The Council of the European Union has confirmed tentative allocations under the SAFE programme, adopted in May 2025. This extraordinary fund is part of the broaderReArm Europe plan, aiming to rebuild production lines, expand the workforce, and modernise supply chains across the continent.
Poland stands out as the largest beneficiary, with a massive €43.7 billion allocation. France, Hungary, and Romania will each receive over €16 billion, while Italy is set to secure nearly €15 billion. These funds are expected to finance both urgent procurement and long-term industrial capacity.

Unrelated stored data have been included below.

//! Aspects: visitors applied to a subtree right before synthesis.
//!
//! An aspect is registered on a scope with
//! [`ConstructTree::add_aspect`](crate::tree::ConstructTree::add_aspect) and
//! later visits every node below that scope. Implementations pick the nodes
//! they care about by matching on [`NodeKind`].

use std::fmt;

use crate::tree::{Node, NodeKind};

/// A visitor over construct nodes.
pub trait Aspect: fmt::Debug {
    /// Visits one node; may mutate it.
    fn visit(&self, node: &mut Node);
}

/// Sets one tag on every taggable resource of a subtree.
#[derive(Debug, Clone, PartialEq, Eq)]
pub struct TagAspect {
    key: String,
    value: String,
}

impl TagAspect {
    /// Creates a tag aspect.
    #[must_use]
    pub fn new(key: impl Into<String>, value: impl Into<String>) -> Self {
        Self {
            key: key.into(),
            value: value.into(),
        }
    }
}

impl Aspect for TagAspect {
    fn visit(&self, node: &mut Node) {
        if let NodeKind::Resource(res) = &mut node.kind {
            if let Some(tags) = res.resource.tags_mut() {
                tags.insert(self.key.as_str(), self.value.as_str());
            }
        }
    }
}

#[cfg(test)]
mod tests {
    use rdsstack_common::types::Tags;

    use super::*;
    use crate::resources::{
        CfnDbSubnetGroup, CfnResource, CfnSecretTargetAttachment, ResourceNode,
    };
    use crate::token::Value;
    use crate::tree::{ConstructKind, ConstructTree, StackProps};

    fn subnet_group() -> ResourceNode {
        ResourceNode::new(CfnResource::DbSubnetGroup(CfnDbSubnetGroup {
            description: "d".into(),
            subnet_ids: vec!["subnet-1".into()],
            tags: Tags::new(),
        }))
    }

    #[test]
    fn tag_aspect_tags_only_its_subtree() {
        let mut tree = ConstructTree::new();
        let stack = tree.add_stack("s", StackProps::default()).expect("stack");
        let cluster = tree
            .add_construct(stack, "Cluster", ConstructKind::ServerlessCluster)
            .expect("cluster");
        let inside = tree
            .add_resource(cluster, "Subnets", subnet_group())
            .expect("inside");
        let outside = tree
            .add_resource(stack, "Other", subnet_group())
            .expect("outside");

        tree.add_aspect(cluster, TagAspect::new("AcornSVC", "owned"));
        tree.apply_aspects();

        let tags_of = |id| {
            tree.resource(id)
                .and_then(|r| r.resource.tags().cloned())
                .expect("taggable")
        };
        assert_eq!(tags_of(inside).get("AcornSVC"), Some("owned"));
        assert!(tags_of(outside).is_empty());
    }

    #[test]
    fn tag_aspect_skips_untaggable_resources() {
        let mut tree = ConstructTree::new();
        let stack = tree.add_stack("s", StackProps::default()).expect("stack");
        let attachment = ResourceNode::new(CfnResource::SecretTargetAttachment(
            CfnSecretTargetAttachment {
                secret: Value::literal("s"),
                target: Value::literal("t"),
                target_type: "AWS::RDS::DBCluster".into(),
            },
        ));
        let id = tree.add_resource(stack, "Attachment", attachment.clone()).expect("add");

        tree.add_aspect(stack, TagAspect::new("k", "v"));
        tree.apply_aspects();

        assert_eq!(tree.resource(id), Some(&attachment));
    }

    #[test]
    fn later_tags_override_earlier_ones() {
        let mut tree = ConstructTree::new();
        let stack = tree.add_stack("s", StackProps::default()).expect("stack");
        let id = tree.add_resource(stack, "Subnets", subnet_group()).expect("add");

        tree.add_aspect(stack, TagAspect::new("env", "dev"));
        tree.add_aspect(stack, TagAspect::new("env", "prod"));
        tree.apply_aspects();
        tree.apply_aspects();

        let tags = tree
            .resource(id)
            .and_then(|r| r.resource.tags().cloned())
            .expect("taggable");
        assert_eq!(tags.len(), 1);
        assert_eq!(tags.get("env"), Some("prod"));
    }
}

Smaller countries will also gain from SAFE, albeit at lower levels. Belgium is set to receive over €8.3 billion, Lithuania more than €6.3 billion, while Estonia and Slovakia fall within the €2–3 billion range. Denmark, by contrast, is earmarked for less than €50 million, highlighting sharp differences in scale.
Photo. Eu Comission
Interestingly, some major economies, such as Germany, have chosen to completely resign from drawing SAFE allocations. Berlin’s absence from the distribution list raises questions about its preferred approach to defence financing and whether it intends to rely more heavily on national programmes.
SAFE’s purpose extends beyond buying weapons. By channelling EU-backed loans into industrial projects, the Union aims to ensure that Europe can produce ammunition, air defence systems, and advanced technologies independently. Early disbursements are expected by 2026, signalling rapid implementation of this ambitious plan.